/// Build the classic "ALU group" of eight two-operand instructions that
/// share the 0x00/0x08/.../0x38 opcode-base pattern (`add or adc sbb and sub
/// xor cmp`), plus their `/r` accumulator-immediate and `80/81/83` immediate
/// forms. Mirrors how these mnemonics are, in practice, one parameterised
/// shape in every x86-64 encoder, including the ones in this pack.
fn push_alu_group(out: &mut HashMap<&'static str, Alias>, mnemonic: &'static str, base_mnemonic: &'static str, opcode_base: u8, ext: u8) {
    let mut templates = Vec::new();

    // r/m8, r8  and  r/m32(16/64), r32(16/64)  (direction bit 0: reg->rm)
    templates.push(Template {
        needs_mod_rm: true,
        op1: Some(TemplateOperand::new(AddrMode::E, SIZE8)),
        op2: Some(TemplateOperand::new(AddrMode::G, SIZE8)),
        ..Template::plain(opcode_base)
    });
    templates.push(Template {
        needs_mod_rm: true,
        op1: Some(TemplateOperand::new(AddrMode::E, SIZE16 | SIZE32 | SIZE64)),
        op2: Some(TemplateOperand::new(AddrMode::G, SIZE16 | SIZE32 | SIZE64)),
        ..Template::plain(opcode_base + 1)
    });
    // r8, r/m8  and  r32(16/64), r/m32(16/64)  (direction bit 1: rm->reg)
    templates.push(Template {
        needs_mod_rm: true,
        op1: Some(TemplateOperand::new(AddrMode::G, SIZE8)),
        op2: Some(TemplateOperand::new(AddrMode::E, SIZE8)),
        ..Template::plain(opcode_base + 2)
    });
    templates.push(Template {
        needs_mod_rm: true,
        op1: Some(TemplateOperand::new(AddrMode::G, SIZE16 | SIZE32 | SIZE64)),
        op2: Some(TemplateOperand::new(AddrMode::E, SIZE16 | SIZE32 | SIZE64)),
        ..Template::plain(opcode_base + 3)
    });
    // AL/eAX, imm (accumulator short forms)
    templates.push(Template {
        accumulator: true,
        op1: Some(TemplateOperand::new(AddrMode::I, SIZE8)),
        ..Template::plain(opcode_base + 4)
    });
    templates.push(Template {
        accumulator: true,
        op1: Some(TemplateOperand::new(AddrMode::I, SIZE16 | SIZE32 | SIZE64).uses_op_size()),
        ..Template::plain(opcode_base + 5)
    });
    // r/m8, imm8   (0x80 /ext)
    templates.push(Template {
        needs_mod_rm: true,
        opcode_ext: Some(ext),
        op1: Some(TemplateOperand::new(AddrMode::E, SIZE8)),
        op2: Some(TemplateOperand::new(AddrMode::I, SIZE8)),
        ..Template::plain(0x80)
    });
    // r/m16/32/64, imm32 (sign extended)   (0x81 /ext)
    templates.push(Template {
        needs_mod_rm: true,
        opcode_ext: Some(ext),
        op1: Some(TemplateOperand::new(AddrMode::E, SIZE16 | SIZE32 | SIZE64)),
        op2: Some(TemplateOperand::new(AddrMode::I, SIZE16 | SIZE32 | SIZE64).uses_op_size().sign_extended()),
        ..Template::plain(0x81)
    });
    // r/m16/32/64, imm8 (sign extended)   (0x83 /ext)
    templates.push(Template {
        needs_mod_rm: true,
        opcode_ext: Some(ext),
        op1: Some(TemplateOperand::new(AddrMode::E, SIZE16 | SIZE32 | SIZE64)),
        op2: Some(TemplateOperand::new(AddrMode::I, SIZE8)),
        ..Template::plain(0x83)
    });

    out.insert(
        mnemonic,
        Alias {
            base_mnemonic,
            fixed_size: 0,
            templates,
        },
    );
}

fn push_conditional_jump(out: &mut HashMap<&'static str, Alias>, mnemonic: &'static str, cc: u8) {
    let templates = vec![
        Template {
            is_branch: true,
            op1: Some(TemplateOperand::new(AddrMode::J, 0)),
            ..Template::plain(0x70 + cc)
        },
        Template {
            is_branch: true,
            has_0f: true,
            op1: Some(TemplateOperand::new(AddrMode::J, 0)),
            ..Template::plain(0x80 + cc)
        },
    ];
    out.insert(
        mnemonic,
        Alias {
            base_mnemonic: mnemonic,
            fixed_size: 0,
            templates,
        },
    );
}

○ ○ ○

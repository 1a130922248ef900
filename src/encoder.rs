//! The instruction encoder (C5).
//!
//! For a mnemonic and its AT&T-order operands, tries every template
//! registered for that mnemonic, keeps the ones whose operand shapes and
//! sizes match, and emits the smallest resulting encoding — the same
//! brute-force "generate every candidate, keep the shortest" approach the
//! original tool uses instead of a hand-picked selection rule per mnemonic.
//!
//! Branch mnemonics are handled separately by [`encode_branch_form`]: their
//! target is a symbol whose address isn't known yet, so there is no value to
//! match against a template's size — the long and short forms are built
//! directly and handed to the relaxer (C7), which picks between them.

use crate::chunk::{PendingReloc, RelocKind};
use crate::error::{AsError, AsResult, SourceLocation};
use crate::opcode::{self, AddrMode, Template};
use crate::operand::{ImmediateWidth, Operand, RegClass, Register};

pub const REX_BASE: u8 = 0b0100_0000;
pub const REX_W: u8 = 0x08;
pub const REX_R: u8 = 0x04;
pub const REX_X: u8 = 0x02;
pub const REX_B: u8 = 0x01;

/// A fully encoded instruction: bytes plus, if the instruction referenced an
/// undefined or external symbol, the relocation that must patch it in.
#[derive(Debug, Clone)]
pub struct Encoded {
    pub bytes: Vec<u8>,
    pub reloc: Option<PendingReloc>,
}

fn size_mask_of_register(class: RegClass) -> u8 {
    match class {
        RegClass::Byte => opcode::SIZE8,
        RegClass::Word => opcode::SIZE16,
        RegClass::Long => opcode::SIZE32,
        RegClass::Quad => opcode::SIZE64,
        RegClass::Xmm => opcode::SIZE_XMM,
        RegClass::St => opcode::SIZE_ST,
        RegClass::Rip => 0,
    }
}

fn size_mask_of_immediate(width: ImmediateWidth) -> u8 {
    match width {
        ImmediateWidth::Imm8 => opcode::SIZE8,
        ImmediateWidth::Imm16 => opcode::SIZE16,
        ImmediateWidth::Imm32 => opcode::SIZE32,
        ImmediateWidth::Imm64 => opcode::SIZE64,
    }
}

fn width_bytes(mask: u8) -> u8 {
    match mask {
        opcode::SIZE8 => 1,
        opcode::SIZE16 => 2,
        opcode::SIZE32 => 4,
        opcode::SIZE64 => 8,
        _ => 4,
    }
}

○ ○ ○

WORK INSTRUCTION: Within the data above, pick out all lines holding the word "whose".

RESPONSE TO THIS EXERCISE:
//! registered for that mnemonic, keeps the ones whose operand shapes and
//! target is a symbol whose address isn't known yet, so there is no value to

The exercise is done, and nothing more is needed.